In industries with a high proportion of one-to-many direct customer contacts, not enough attention is paid to training people to observe and interpret non-verbal customer cues.

To explain, here is a scene. You are in an upmarket restaurant with five friends and family. You have enjoyed the glass of Cloudy Bay Sauvignon Blanc with the big bowl of mussels in white wine sauce you all ordered to share. It is obvious from the discussion at the table that everybody loves mussels, especially you.

There are a few plump, delicious mussels left, and as you ordered your wine by the glass, you look around for a waiter to order another glass to go with those last few tasty mussels.

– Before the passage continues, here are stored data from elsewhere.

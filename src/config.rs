//! Configuration types for dirscan
//!
//! This module defines:
//! - CLI argument parsing using clap derive macros
//! - Runtime scanner configuration with validation

use crate::error::ConfigError;
use crate::validator::{All, ExcludePatterns, MinSize, RegularFilesOnly};
use crate::walker::events::ProgressMode;
use clap::Parser;
use std::path::PathBuf;

/// Minimum queue size
const MIN_QUEUE_SIZE: usize = 1;

/// Minimum Results/Errors buffer
const MIN_BUFFER: usize = 1;

/// Default job queue capacity
const DEFAULT_QUEUE_SIZE: usize = 65_536;

/// Concurrent directory scanner
#[derive(Parser, Debug, Clone)]
#[command(
    name = "dirscan",
    version,
    about = "Concurrent directory scanner that streams matching files while it walks",
    long_about = "Walks a directory tree with a fixed pool of worker threads and reports \
                  every file accepted by the configured filters as soon as it is found.\n\n\
                  Symlinks are reported as entries but never followed.",
    after_help = "EXAMPLES:\n    \
        dirscan /var/log --list\n    \
        dirscan ~/src -w 16 --exclude '/target$' --exclude '/\\.git$' --top 20\n    \
        dirscan /data --regular-only --min-size 1048576 -q"
)]
pub struct CliArgs {
    /// Directory to scan
    #[arg(value_name = "ROOT")]
    pub root: PathBuf,

    /// Number of worker threads
    #[arg(
        short = 'w',
        long,
        default_value_t = default_workers(),
        value_name = "NUM"
    )]
    pub workers: usize,

    /// Job queue size (pending directories held in memory)
    #[arg(long, default_value_t = DEFAULT_QUEUE_SIZE, value_name = "NUM")]
    pub queue_size: usize,

    /// Results stream buffer size
    #[arg(long, default_value = "1024", value_name = "NUM")]
    pub results_buffer: usize,

    /// Maximum directory depth below ROOT (unlimited if not set)
    #[arg(short = 'd', long, value_name = "NUM")]
    pub max_depth: Option<u32>,

    /// Skip paths matching pattern, files and directories alike (can be repeated)
    #[arg(long = "exclude", value_name = "PATTERN", action = clap::ArgAction::Append)]
    pub exclude_patterns: Vec<String>,

    /// Report regular files only (no symlinks, devices, sockets)
    #[arg(long)]
    pub regular_only: bool,

    /// Only report files of at least this many bytes
    #[arg(long, value_name = "BYTES")]
    pub min_size: Option<u64>,

    /// Only scan ROOT itself, not its subdirectories
    #[arg(long)]
    pub no_recursive: bool,

    /// Deliver every progress event, waiting for the display to take it
    #[arg(long)]
    pub blocking_progress: bool,

    /// Print every reported file
    #[arg(short = 'l', long)]
    pub list: bool,

    /// Print the N largest files after the scan
    #[arg(short = 'n', long, value_name = "N")]
    pub top: Option<usize>,

    /// Quiet mode - suppress progress output
    #[arg(short = 'q', long)]
    pub quiet: bool,

    /// Verbose output (show directory errors and debug logs)
    #[arg(short = 'v', long)]
    pub verbose: bool,
}

impl CliArgs {
    /// Build the file validator selected by the flags
    pub fn validator(&self) -> Result<All, ConfigError> {
        let mut validator = All::new();

        if self.regular_only {
            validator = validator.with(RegularFilesOnly);
        }
        if let Some(min) = self.min_size {
            validator = validator.with(MinSize(min));
        }
        if !self.exclude_patterns.is_empty() {
            validator = validator.with(ExcludePatterns::new(&self.exclude_patterns)?);
        }

        Ok(validator)
    }
}

fn default_workers() -> usize {
    // Directory listing is I/O bound
    num_cpus::get() * 2
}

/// Validated scanner configuration
#[derive(Debug, Clone)]
pub struct ScanConfig {
    /// Number of worker threads
    pub worker_count: usize,

    /// Job queue capacity
    pub queue_size: usize,

    /// Results stream capacity
    pub results_buffer: usize,

    /// Errors stream capacity
    pub errors_buffer: usize,

    /// Information stream delivery
    pub progress_mode: ProgressMode,

    /// Maximum traversal depth (root = 0)
    pub max_depth: Option<u32>,

    /// Directories matching these are not descended
    pub exclude_dirs: ExcludePatterns,
}

impl Default for ScanConfig {
    fn default() -> Self {
        Self {
            worker_count: default_workers(),
            queue_size: DEFAULT_QUEUE_SIZE,
            results_buffer: 1024,
            errors_buffer: 64,
            progress_mode: ProgressMode::default(),
            max_depth: None,
            exclude_dirs: ExcludePatterns::default(),
        }
    }
}

impl ScanConfig {
    /// Maximum worker count accepted by `validate`
    ///
    /// `Scanner::init` itself takes any positive count.
    pub const MAX_WORKERS: usize = 512;

    /// Create and validate configuration from CLI arguments
    pub fn from_args(args: &CliArgs) -> Result<Self, ConfigError> {
        let progress_mode = if args.blocking_progress {
            ProgressMode::Blocking
        } else {
            ProgressMode::default()
        };

        Self {
            worker_count: args.workers,
            queue_size: args.queue_size,
            results_buffer: args.results_buffer,
            errors_buffer: ScanConfig::default().errors_buffer,
            progress_mode,
            max_depth: args.max_depth,
            exclude_dirs: ExcludePatterns::new(&args.exclude_patterns)?,
        }
        .validate()
    }

    /// Check limits, returning the config unchanged if they hold
    pub fn validate(self) -> Result<Self, ConfigError> {
        if self.worker_count == 0 || self.worker_count > Self::MAX_WORKERS {
            return Err(ConfigError::InvalidWorkerCount {
                count: self.worker_count,
                max: Self::MAX_WORKERS,
            });
        }

        if self.queue_size < MIN_QUEUE_SIZE {
            return Err(ConfigError::InvalidQueueSize {
                size: self.queue_size,
                min: MIN_QUEUE_SIZE,
            });
        }

        if self.results_buffer < MIN_BUFFER {
            return Err(ConfigError::InvalidBufferSize {
                stream: "results",
                size: self.results_buffer,
                min: MIN_BUFFER,
            });
        }

        if self.errors_buffer < MIN_BUFFER {
            return Err(ConfigError::InvalidBufferSize {
                stream: "errors",
                size: self.errors_buffer,
                min: MIN_BUFFER,
            });
        }

        Ok(self)
    }

    pub fn with_workers(mut self, count: usize) -> Self {
        self.worker_count = count;
        self
    }

    pub fn with_queue_size(mut self, size: usize) -> Self {
        self.queue_size = size;
        self
    }

    pub fn with_results_buffer(mut self, size: usize) -> Self {
        self.results_buffer = size;
        self
    }

    pub fn with_progress_mode(mut self, mode: ProgressMode) -> Self {
        self.progress_mode = mode;
        self
    }

    pub fn with_max_depth(mut self, depth: u32) -> Self {
        self.max_depth = Some(depth);
        self
    }

    pub fn with_exclude_dirs(mut self, patterns: ExcludePatterns) -> Self {
        self.exclude_dirs = patterns;
        self
    }
}
//! Worker thread logic for parallel directory scanning
//!
//! Each worker:
//! - Pulls directory jobs from the shared queue (or its own backlog)
//! - Announces the directory on the Information stream
//! - Lists it with the directory lister
//! - Counts and pushes subdirectories back as new jobs
//! - Sends accepted files to the Results stream
//! - Sends listing failures to the Errors stream
//! - Marks the job done on the pending-work counter

use crate::error::{JobOutcome, ListError, WorkerError};
use crate::fs::identity::FileIdentity;
use crate::fs::lister::list_directory;
use crate::validator::{ExcludePatterns, Validator};
use crate::walker::events::{AbortHandle, EventSenders, ProgressEvent};
use crate::walker::pending::PendingWork;
use crate::walker::queue::{DirJob, JobReceiver, JobSender, WorkGuard};
use std::sync::atomic::{AtomicBool, AtomicU64, Ordering};
use std::sync::Arc;
use std::thread::{self, JoinHandle};
use std::time::Duration;
use tracing::{debug, info, trace, warn};

/// How long an idle worker waits on the queue before rechecking shutdown
const IDLE_POLL: Duration = Duration::from_millis(50);

/// Statistics collected by a worker
#[derive(Debug, Default)]
pub struct WorkerStats {
    /// Directories listed
    pub dirs_processed: AtomicU64,

    /// Files delivered on Results
    pub files_found: AtomicU64,

    /// Bytes delivered (sum of file sizes)
    pub bytes_found: AtomicU64,

    /// Files rejected by the validator
    pub rejected: AtomicU64,

    /// Entries skipped by the lister
    pub skipped: AtomicU64,

    /// Subdirectories not descended (depth limit or exclusion)
    pub pruned: AtomicU64,

    /// Directories that failed to list
    pub errors: AtomicU64,
}

impl WorkerStats {
    fn record_dir(&self) {
        self.dirs_processed.fetch_add(1, Ordering::Relaxed);
    }

    fn record_file(&self, bytes: u64) {
        self.files_found.fetch_add(1, Ordering::Relaxed);
        self.bytes_found.fetch_add(bytes, Ordering::Relaxed);
    }

    fn record_rejected(&self, count: u64) {
        self.rejected.fetch_add(count, Ordering::Relaxed);
    }

    fn record_skipped(&self, count: u64) {
        self.skipped.fetch_add(count, Ordering::Relaxed);
    }

    fn record_pruned(&self) {
        self.pruned.fetch_add(1, Ordering::Relaxed);
    }

    fn record_error(&self) {
        self.errors.fetch_add(1, Ordering::Relaxed);
    }
}

/// Totals across all workers
#[derive(Debug, Clone, Copy, Default, PartialEq, Eq)]
pub struct WorkerTotals {
    pub dirs: u64,
    pub files: u64,
    pub bytes: u64,
    pub rejected: u64,
    pub skipped: u64,
    pub pruned: u64,
    pub errors: u64,
}

/// Aggregate statistics from multiple workers
pub fn aggregate_stats(stats: &[Arc<WorkerStats>]) -> WorkerTotals {
    stats.iter().fold(WorkerTotals::default(), |mut t, s| {
        t.dirs += s.dirs_processed.load(Ordering::Relaxed);
        t.files += s.files_found.load(Ordering::Relaxed);
        t.bytes += s.bytes_found.load(Ordering::Relaxed);
        t.rejected += s.rejected.load(Ordering::Relaxed);
        t.skipped += s.skipped.load(Ordering::Relaxed);
        t.pruned += s.pruned.load(Ordering::Relaxed);
        t.errors += s.errors.load(Ordering::Relaxed);
        t
    })
}

/// State shared read-only by every worker of one scanner
pub(crate) struct WorkerContext {
    pub validator: Arc<dyn Validator>,
    pub identity: Arc<dyn FileIdentity>,
    pub pending: Arc<PendingWork>,
    pub abort: AbortHandle,
    pub recursive: Arc<AtomicBool>,
    pub max_depth: Option<u32>,
    pub exclude_dirs: ExcludePatterns,
}

impl WorkerContext {
    /// Whether a discovered subdirectory becomes a job
    fn should_descend(&self, job: &DirJob) -> bool {
        if let Some(max) = self.max_depth {
            if job.depth > max {
                return false;
            }
        }
        !self.exclude_dirs.is_excluded(&job.path)
    }
}

/// A worker thread that processes directory jobs
pub struct Worker {
    /// Worker ID
    id: usize,

    /// Thread handle
    handle: Option<JoinHandle<()>>,

    /// Worker statistics
    stats: Arc<WorkerStats>,
}

impl Worker {
    /// Spawn a new worker thread
    pub(crate) fn spawn(
        id: usize,
        ctx: Arc<WorkerContext>,
        queue_rx: JobReceiver,
        queue_tx: JobSender,
        events: EventSenders,
        shutdown: Arc<AtomicBool>,
    ) -> Result<Self, WorkerError> {
        let stats = Arc::new(WorkerStats::default());
        let stats_clone = Arc::clone(&stats);

        let handle = thread::Builder::new()
            .name(format!("walker-{}", id))
            .spawn(move || worker_loop(id, ctx, queue_rx, queue_tx, events, shutdown, stats_clone))
            .map_err(|e| WorkerError::InitFailed {
                id,
                reason: e.to_string(),
            })?;

        Ok(Self {
            id,
            handle: Some(handle),
            stats,
        })
    }

    /// Get worker statistics
    pub fn stats(&self) -> Arc<WorkerStats> {
        Arc::clone(&self.stats)
    }

    /// Wait for the worker to finish
    pub fn join(mut self) -> Result<(), WorkerError> {
        match self.handle.take() {
            Some(handle) => handle.join().map_err(|_| WorkerError::Panicked {
                id: self.id,
                message: "Worker thread panicked".into(),
            }),
            None => Ok(()),
        }
    }
}

/// Main worker loop
fn worker_loop(
    id: usize,
    ctx: Arc<WorkerContext>,
    queue_rx: JobReceiver,
    queue_tx: JobSender,
    events: EventSenders,
    shutdown: Arc<AtomicBool>,
    stats: Arc<WorkerStats>,
) {
    debug!(worker = id, "Worker starting");

    // Jobs that did not fit on the shared queue; always drained first
    let mut backlog: Vec<DirJob> = Vec::new();

    loop {
        let job = match backlog.pop() {
            Some(job) => job,
            None => {
                if shutdown.load(Ordering::Relaxed) {
                    break;
                }
                match queue_rx.recv_timeout(IDLE_POLL) {
                    Some(job) => job,
                    None => continue,
                }
            }
        };

        // Mark as actively working
        let _guard = WorkGuard::new(&queue_rx);

        let outcome = process_job(id, &job, &ctx, &queue_tx, &mut backlog, &events, &stats);

        // This job's own listing is over, whatever its children do
        ctx.pending.done();

        match &outcome {
            JobOutcome::Listed { path, files, subdirs } => {
                trace!(worker = id, path = %path.display(), files, subdirs, "Directory listed");
            }
            JobOutcome::Cancelled { path } => {
                trace!(worker = id, path = %path.display(), "Directory dropped after abort");
            }
            JobOutcome::Failed { path, reason } => {
                warn!(worker = id, path = %path.display(), reason = %reason, "Directory failed");
            }
        }
    }

    info!(
        worker = id,
        dirs = stats.dirs_processed.load(Ordering::Relaxed),
        files = stats.files_found.load(Ordering::Relaxed),
        "Worker shutting down"
    );
}

/// Process a single directory job
fn process_job(
    worker_id: usize,
    job: &DirJob,
    ctx: &WorkerContext,
    queue_tx: &JobSender,
    backlog: &mut Vec<DirJob>,
    events: &EventSenders,
    stats: &WorkerStats,
) -> JobOutcome {
    if ctx.abort.is_aborted() {
        return JobOutcome::Cancelled {
            path: job.path.clone(),
        };
    }

    let announced = events.progress(ProgressEvent {
        directory: job.path.clone(),
        worker: worker_id,
    });
    if !announced {
        trace!(worker = worker_id, "Information stream closed");
    }

    let listing = match list_directory(&job.path, ctx.validator.as_ref(), ctx.identity.as_ref()) {
        Ok(listing) => listing,
        Err(e) => {
            stats.record_error();
            let err = ListError::new(job.path.clone(), e);
            let reason = err.to_string();
            if events.errors.send(err).is_err() {
                debug!(worker = worker_id, "Errors stream closed");
            }
            return JobOutcome::Failed {
                path: job.path.clone(),
                reason,
            };
        }
    };

    stats.record_dir();
    stats.record_rejected(listing.rejected);
    stats.record_skipped(listing.skipped);

    let file_count = listing.files.len();
    let subdir_count = listing.dirs.len();

    if ctx.recursive.load(Ordering::Relaxed) {
        for dir in listing.dirs {
            if ctx.abort.is_aborted() {
                break;
            }

            let child = job.child(dir);
            if !ctx.should_descend(&child) {
                stats.record_pruned();
                continue;
            }

            // Count first, then publish
            ctx.pending.add(1);
            if let Err(child) = queue_tx.offer(child) {
                trace!(
                    worker = worker_id,
                    path = %child.path.display(),
                    "Queue full, keeping job on local backlog"
                );
                backlog.push(child);
            }
        }
    }

    for file in listing.files {
        let size = file.size;
        if events.results.send(file).is_err() {
            debug!(worker = worker_id, "Results stream closed");
            break;
        }
        stats.record_file(size);
    }

    JobOutcome::Listed {
        path: job.path.clone(),
        files: file_count,
        subdirs: subdir_count,
    }
}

Waiters pass by, but you fail to catch their eye. You wait a moment more; not wanting to call, "Waiter!" as you think this is a bit demeaning for the waiter.

In the meantime your friends and family enquire as to why you are not eating. They have deliberately left the remaining mussels for you, knowing it is one of your favourite dishes.

At last you attract a waiter's attention and order another glass.

Not wanting to upset your friends and family, you begin to eat the few remaining mussels. The glass of wine arrives some ten minutes later. As much as you try though, you cannot eat slowly enough to enjoy the wine with the food, completing the entrée well before the wine arrives.

You have not completed your glass of Sauvignon Blanc before main course arrives; rib eye steak, medium-rare. You drink the remaining half glass with your main course before attempting to order the sommelier's pick of Cabernet Sauvignon "by the glass". Again your attempts to catch a waiter's eye are fruitless until the rib-eye is almost bare.

What's wrong with this scene?

The obvious is poor table service by the wait staff. The less obvious is why the service was poor. In most cases like this, it is the inability of the wait staff to read customer cues that causes the poor service.

The waiters missed:

  • The collective enthusiasm from the table for the food - a natural occasion to sell wine rather than wait for people to buy
  • Your sauvignon blanc glass being empty
  • You stopping eating
  • You looking around
  • You eating the last few mussels
  • Your main course deserving a red wine accompaniment
  • You stopping eating for a second time
  • You looking around for a second time
What is the result of such a scene unfolding? A less enjoyable eating experience than you would have had if customer cues were observed. Also, the loss of income from selling two glasses of wine for the restaurant.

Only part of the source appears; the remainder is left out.